Sebenarnya konsep reward penghargaan dapat dilakukan agar anak
bersemangat melakukan hal yang baik atau positif. Namun, kita perlu
berhati-hati agar jangan masuk kategori bujukan atau sogokan. Misalnya,
membujuk anak supaya berhenti menangis. Bahkan, pemberian sogokan tidak
menumbuhkan motivasi dari dalam dirinya (intrinsic motivation) dan akan
bergantung pada motivasi dari luar (extrinsic motivation), yaitu hadiah.
Hal itu akan membuat daya juang anak rendah.

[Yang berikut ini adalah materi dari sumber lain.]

use anyhow::anyhow;
use cellrun::config::SessionConfig;
use cellrun::relay::{BufferSink, Stream};
use cellrun::session::{ExecuteOutcome, Session};

fn session() -> Session<BufferSink> {
    Session::new(BufferSink::new(), SessionConfig::default())
}

#[tokio::test]
async fn directives_run_only_after_a_successful_cell() {
    let session = session();
    let outcome = ExecuteOutcome::Ok { execution_count: 1 };

    let returned = session
        .finish_execute("//% echo from directive\n", outcome.clone())
        .await;

    assert_eq!(returned, outcome);
    assert_eq!(session.sink().text(Stream::Stdout), "from directive\n");
}

#[tokio::test]
async fn failed_cell_skips_directives_entirely() {
    let dir = tempfile::tempdir().expect("tempdir");
    let marker = dir.path().join("never.txt");

    let session = session();
    let outcome = ExecuteOutcome::Error {
        ename: "CompileFailed".to_string(),
        evalue: "compilation failed".to_string(),
        traceback: vec![],
    };
    let source = format!("//% echo ran > {}\n", marker.display());

    let returned = session.finish_execute(&source, outcome.clone()).await;

    assert_eq!(returned, outcome);
    assert!(!marker.exists());
    assert!(session.sink().is_empty());
}

#[tokio::test]
async fn directive_failure_does_not_change_the_cell_outcome() {
    let session = session();
    let outcome = ExecuteOutcome::Ok { execution_count: 7 };

    let returned = session.finish_execute("//% exit 9\n", outcome.clone()).await;

    assert_eq!(returned, outcome);
    assert!(session.sink().text(Stream::Stderr).contains("exit code 9"));
}

#[tokio::test]
async fn repeated_runs_are_independent_full_cycles() {
    let session = session();
    let source = "//% echo once\n";

    session.run_directives(source).await;
    session.run_directives(source).await;

    assert_eq!(session.sink().text(Stream::Stdout), "once\nonce\n");
    assert!(session.sink().channel(Stream::Stderr).is_empty());
}

#[tokio::test]
async fn session_debug_flag_writes_debug_lines_to_stderr() {
    let config = SessionConfig {
        debug: true,
        ..SessionConfig::default()
    };
    let session = Session::new(BufferSink::new(), config);

    session
        .finish_execute("int x;\n", ExecuteOutcome::Ok { execution_count: 1 })
        .await;

    assert!(
        session
            .sink()
            .text(Stream::Stderr)
            .contains("[debug] cell ok, scanning for directives")
    );
}

#[test]
fn error_outcome_carries_the_cause_chain() {
    let err = anyhow!("permission denied").context("writing source file");
    let outcome = ExecuteOutcome::from_error("WriteFailed", &err);

    match outcome {
        ExecuteOutcome::Error {
            ename,
            evalue,
            traceback,
        } => {
            assert_eq!(ename, "WriteFailed");
            assert_eq!(evalue, "writing source file");
            assert_eq!(traceback, vec!["permission denied".to_string()]);
        }
        ExecuteOutcome::Ok { .. } => panic!("expected an error outcome"),
    }
}
// src/relay/mod.rs

//! Live forwarding of process output.
//!
//! Each spawned process exposes two byte channels (stdout and stderr). A
//! relay drains one channel to end-of-stream, decoding each chunk and
//! handing it to the [`Sink`] tagged with its [`Stream`]. Two relays run
//! concurrently per process so interleaved output is surfaced as it is
//! produced rather than buffered until exit.

pub mod sink;

use std::fmt;

use tokio::io::{AsyncBufReadExt, AsyncRead, BufReader};
use tracing::{debug, warn};

pub use sink::{BufferSink, ConsoleSink};

/// Tag for the two output channels a sink can target.
#[derive(Debug, Clone, Copy, PartialEq, Eq)]
pub enum Stream {
    Stdout,
    Stderr,
}

impl Stream {
    /// Wire name of the channel ("stdout" / "stderr").
    pub fn as_str(self) -> &'static str {
        match self {
            Stream::Stdout => "stdout",
            Stream::Stderr => "stderr",
        }
    }
}

impl fmt::Display for Stream {
    fn fmt(&self, f: &mut fmt::Formatter<'_>) -> fmt::Result {
        f.write_str(self.as_str())
    }
}

/// Destination for streamed text, shared by the relays and the
/// orchestrator's diagnostics.
///
/// `write` must not add its own terminator: relayed chunks carry their own
/// line breaks and must pass through verbatim. All event-loop writers are
/// serialized naturally (relays and orchestrator run on the same scheduler),
/// so implementations need no locking for that path.
pub trait Sink {
    fn write(&self, dest: Stream, text: &str);

    /// Write `text` followed by a newline. Used for diagnostics, not for
    /// relayed output.
    fn write_line(&self, dest: Stream, text: &str) {
        self.write(dest, text);
        self.write(dest, "\n");
    }
}

/// Drain `reader` to end-of-stream, forwarding each decoded chunk to `sink`
/// tagged with `dest`.
///
/// Chunks are delimited by `\n` with the delimiter retained, so the sink
/// receives exactly the bytes the process wrote (a final chunk without a
/// trailing newline is forwarded as-is). Invalid UTF-8 is replaced rather
/// than dropped, so malformed output is still visible. Runs to completion
/// when the channel closes; read errors end the relay early with a warning.
pub async fn relay_stream<R, S>(dest: Stream, reader: R, sink: &S)
where
    R: AsyncRead + Unpin,
    S: Sink + ?Sized,
{
    let mut reader = BufReader::new(reader);
    let mut chunk = Vec::new();

    loop {
        chunk.clear();
        match reader.read_until(b'\n', &mut chunk).await {
            Ok(0) => break,
            Ok(_) => sink.write(dest, &String::from_utf8_lossy(&chunk)),
            Err(err) => {
                warn!(stream = %dest, error = %err, "relay read failed; stopping");
                break;
            }
        }
    }

    debug!(stream = %dest, "relay drained");
}
// src/main.rs

use anyhow::Result;
use cellrun::cli::{self, CliArgs};

#[tokio::main]
async fn main() {
    let args = cli::parse();
    if let Err(err) = try_main(args).await {
        eprintln!("cellrun error: {err:?}");
        std::process::exit(1);
    }
}

async fn try_main(args: CliArgs) -> Result<()> {
    cellrun::logging::init_logging(args.log_level)?;
    cellrun::run(args).await
}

Sogok juga akan membuat anak pamrih, sehingga orangtua akan kerepotan
karena harus terus-menerus menyiapkan hadiah. Dalam jangka panjang
nilai hadiah juga harus bertambah. Ketika anak makin besar, tentu
permen tidak akan cocok lagi.
Mandi, makan, minum susu, dan membaca buku adalah untuk kebaikan
anak. Hadiahnya ada pada manfaat kegiatan tersebut. Tidak tepat jika
orangtua memberikan hadiah yang tidak ada hubungannya. Dengan terus
memberi pengertian tentang manfaatnya maka akan tumbuh motivasi dari
dalam dirinya sendiri.
Yang paling membahayakan jika kebiasaan menyogok terus dilakukan maka
akan terbawa sampai dewasa. Di tempat bekerja, ia akan selalu bertanya,
”Apa yang akan saya dapat jika saya melakukan hal ini?” Inilah salah
satu yang menyebabkan Indonesia menjadi bangsa terkorupsi.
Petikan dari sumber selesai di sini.